#### PROVIDED INFORMATION
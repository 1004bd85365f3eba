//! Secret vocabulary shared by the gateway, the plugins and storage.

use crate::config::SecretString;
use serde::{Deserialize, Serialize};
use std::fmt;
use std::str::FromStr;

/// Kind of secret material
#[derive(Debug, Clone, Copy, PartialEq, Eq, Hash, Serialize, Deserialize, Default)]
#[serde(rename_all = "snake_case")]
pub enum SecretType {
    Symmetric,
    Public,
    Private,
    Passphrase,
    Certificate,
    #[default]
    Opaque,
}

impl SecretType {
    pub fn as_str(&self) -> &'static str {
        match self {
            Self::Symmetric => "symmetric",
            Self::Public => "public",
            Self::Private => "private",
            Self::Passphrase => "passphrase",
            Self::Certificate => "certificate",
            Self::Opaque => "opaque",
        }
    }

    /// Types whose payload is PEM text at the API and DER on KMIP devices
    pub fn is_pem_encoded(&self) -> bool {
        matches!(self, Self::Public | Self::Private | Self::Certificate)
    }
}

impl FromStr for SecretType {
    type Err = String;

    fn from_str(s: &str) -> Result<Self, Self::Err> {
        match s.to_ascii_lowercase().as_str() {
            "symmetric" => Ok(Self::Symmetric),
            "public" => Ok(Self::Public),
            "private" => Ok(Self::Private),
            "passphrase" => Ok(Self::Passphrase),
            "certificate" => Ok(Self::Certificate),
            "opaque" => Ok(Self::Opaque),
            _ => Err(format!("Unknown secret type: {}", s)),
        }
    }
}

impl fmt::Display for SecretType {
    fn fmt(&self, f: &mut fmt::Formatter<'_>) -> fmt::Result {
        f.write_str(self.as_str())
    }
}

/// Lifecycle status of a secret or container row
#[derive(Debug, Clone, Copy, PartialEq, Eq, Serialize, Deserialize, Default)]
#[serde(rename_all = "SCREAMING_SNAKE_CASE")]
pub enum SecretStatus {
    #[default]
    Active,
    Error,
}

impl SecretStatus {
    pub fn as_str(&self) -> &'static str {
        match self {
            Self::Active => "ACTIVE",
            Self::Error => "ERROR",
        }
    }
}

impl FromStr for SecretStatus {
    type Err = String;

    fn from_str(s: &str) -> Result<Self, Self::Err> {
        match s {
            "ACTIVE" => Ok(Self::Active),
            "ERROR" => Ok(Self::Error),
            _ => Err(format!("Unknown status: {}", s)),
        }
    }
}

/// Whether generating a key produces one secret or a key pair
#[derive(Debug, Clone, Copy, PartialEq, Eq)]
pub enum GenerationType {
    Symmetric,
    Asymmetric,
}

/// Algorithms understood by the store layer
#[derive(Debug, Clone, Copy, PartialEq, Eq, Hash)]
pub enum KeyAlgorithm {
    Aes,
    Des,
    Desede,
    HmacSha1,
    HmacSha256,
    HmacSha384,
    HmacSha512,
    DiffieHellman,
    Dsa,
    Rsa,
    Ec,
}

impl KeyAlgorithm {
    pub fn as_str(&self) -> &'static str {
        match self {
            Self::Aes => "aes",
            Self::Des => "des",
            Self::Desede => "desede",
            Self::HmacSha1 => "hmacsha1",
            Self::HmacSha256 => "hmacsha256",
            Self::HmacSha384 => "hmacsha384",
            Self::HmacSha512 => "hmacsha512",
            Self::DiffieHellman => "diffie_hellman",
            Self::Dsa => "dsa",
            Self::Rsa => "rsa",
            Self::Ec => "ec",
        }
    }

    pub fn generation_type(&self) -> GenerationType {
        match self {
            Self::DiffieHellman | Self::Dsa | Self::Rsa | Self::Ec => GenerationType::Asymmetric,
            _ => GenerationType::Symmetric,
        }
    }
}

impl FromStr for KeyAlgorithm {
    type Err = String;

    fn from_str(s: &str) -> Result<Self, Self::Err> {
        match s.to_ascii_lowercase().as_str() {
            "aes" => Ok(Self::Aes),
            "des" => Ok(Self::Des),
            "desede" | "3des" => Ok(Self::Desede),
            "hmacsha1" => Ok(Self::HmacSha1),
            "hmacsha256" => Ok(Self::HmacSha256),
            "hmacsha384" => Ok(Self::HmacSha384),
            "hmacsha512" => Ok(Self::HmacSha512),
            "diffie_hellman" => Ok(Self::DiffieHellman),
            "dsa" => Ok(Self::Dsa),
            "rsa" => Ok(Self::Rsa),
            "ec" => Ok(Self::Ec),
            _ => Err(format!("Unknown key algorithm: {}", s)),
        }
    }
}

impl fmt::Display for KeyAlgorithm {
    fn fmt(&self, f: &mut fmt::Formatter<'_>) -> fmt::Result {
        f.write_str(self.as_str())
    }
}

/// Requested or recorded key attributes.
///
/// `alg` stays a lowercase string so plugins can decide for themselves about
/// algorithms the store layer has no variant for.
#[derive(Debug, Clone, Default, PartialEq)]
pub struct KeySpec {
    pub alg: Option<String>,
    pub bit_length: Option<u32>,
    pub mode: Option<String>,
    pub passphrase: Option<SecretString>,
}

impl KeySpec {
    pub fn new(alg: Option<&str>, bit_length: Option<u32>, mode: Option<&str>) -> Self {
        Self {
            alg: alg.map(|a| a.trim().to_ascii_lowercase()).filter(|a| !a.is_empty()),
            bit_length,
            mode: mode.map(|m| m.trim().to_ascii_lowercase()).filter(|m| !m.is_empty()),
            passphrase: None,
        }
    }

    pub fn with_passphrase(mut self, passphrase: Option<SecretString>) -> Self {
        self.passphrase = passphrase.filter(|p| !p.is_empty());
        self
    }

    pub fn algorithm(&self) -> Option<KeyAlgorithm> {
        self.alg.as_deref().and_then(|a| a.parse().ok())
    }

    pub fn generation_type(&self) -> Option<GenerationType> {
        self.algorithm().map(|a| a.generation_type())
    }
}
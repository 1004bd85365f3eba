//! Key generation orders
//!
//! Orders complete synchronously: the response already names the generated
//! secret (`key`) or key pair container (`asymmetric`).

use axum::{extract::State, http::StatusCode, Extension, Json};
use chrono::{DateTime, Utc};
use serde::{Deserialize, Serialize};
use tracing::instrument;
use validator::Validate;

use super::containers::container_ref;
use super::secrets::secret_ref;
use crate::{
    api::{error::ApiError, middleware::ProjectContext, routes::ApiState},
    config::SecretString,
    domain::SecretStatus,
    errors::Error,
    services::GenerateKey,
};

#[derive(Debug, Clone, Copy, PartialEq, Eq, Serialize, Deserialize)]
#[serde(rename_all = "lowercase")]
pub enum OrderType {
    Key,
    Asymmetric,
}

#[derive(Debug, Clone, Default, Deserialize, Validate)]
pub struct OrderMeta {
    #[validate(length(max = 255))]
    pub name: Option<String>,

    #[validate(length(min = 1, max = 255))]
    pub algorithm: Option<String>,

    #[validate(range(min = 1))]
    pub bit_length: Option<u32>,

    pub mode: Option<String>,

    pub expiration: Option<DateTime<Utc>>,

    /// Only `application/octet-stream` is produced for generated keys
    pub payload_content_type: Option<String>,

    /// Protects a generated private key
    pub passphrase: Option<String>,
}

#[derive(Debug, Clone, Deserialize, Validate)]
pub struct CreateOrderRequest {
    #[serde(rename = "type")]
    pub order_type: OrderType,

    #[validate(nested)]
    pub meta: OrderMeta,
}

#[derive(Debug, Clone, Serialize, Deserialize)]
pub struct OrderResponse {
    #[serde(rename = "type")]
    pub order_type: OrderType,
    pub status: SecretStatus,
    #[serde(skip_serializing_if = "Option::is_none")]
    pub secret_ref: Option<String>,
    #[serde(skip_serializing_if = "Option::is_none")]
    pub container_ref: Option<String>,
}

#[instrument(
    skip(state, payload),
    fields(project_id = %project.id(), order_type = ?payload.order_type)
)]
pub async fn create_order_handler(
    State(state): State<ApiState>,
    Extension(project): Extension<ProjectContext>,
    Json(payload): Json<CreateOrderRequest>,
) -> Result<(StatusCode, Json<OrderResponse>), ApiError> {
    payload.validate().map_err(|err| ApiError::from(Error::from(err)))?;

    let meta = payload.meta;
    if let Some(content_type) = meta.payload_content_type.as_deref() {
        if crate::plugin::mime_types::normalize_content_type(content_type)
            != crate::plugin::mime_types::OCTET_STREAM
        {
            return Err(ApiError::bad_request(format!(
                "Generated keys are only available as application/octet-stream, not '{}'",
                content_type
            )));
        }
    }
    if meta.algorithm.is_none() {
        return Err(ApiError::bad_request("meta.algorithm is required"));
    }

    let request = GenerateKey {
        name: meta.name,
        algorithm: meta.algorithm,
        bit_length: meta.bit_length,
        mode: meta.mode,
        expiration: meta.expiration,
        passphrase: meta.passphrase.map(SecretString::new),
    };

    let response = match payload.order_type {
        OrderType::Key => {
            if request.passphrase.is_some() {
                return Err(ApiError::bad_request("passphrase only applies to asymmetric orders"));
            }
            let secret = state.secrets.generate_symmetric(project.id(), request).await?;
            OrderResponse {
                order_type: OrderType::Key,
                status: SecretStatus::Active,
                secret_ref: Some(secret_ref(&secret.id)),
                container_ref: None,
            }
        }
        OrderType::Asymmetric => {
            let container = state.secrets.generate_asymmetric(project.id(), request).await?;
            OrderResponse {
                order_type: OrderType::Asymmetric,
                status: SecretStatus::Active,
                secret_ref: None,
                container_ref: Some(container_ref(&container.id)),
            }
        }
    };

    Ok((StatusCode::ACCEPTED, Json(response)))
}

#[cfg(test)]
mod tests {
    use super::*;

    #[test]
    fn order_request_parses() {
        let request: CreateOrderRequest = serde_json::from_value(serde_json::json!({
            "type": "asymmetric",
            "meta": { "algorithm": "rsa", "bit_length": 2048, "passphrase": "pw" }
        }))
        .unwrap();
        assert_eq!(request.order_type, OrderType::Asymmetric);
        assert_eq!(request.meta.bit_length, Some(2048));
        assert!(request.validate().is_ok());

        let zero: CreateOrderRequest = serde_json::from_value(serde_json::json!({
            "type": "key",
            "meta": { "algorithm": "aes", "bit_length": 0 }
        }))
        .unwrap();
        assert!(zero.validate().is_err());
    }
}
########
- [EXERCISE]: In the listing above, locate the line containing "#[derive(Debug, Clone, Deserialize, Validate)]" and the line containing "let meta = payload.meta;", then transcribe both and every line between them verbatim.

- [WORKED SOLUTION]:
#[derive(Debug, Clone, Deserialize, Validate)]
pub struct CreateOrderRequest {
    #[serde(rename = "type")]
    pub order_type: OrderType,

    #[validate(nested)]
    pub meta: OrderMeta,
}

#[derive(Debug, Clone, Serialize, Deserialize)]
pub struct OrderResponse {
    #[serde(rename = "type")]
    pub order_type: OrderType,
    pub status: SecretStatus,
    #[serde(skip_serializing_if = "Option::is_none")]
    pub secret_ref: Option<String>,
    #[serde(skip_serializing_if = "Option::is_none")]
    pub container_ref: Option<String>,
}

#[instrument(
    skip(state, payload),
    fields(project_id = %project.id(), order_type = ?payload.order_type)
)]
pub async fn create_order_handler(
    State(state): State<ApiState>,
    Extension(project): Extension<ProjectContext>,
    Json(payload): Json<CreateOrderRequest>,
) -> Result<(StatusCode, Json<OrderResponse>), ApiError> {
    payload.validate().map_err(|err| ApiError::from(Error::from(err)))?;

    let meta = payload.meta;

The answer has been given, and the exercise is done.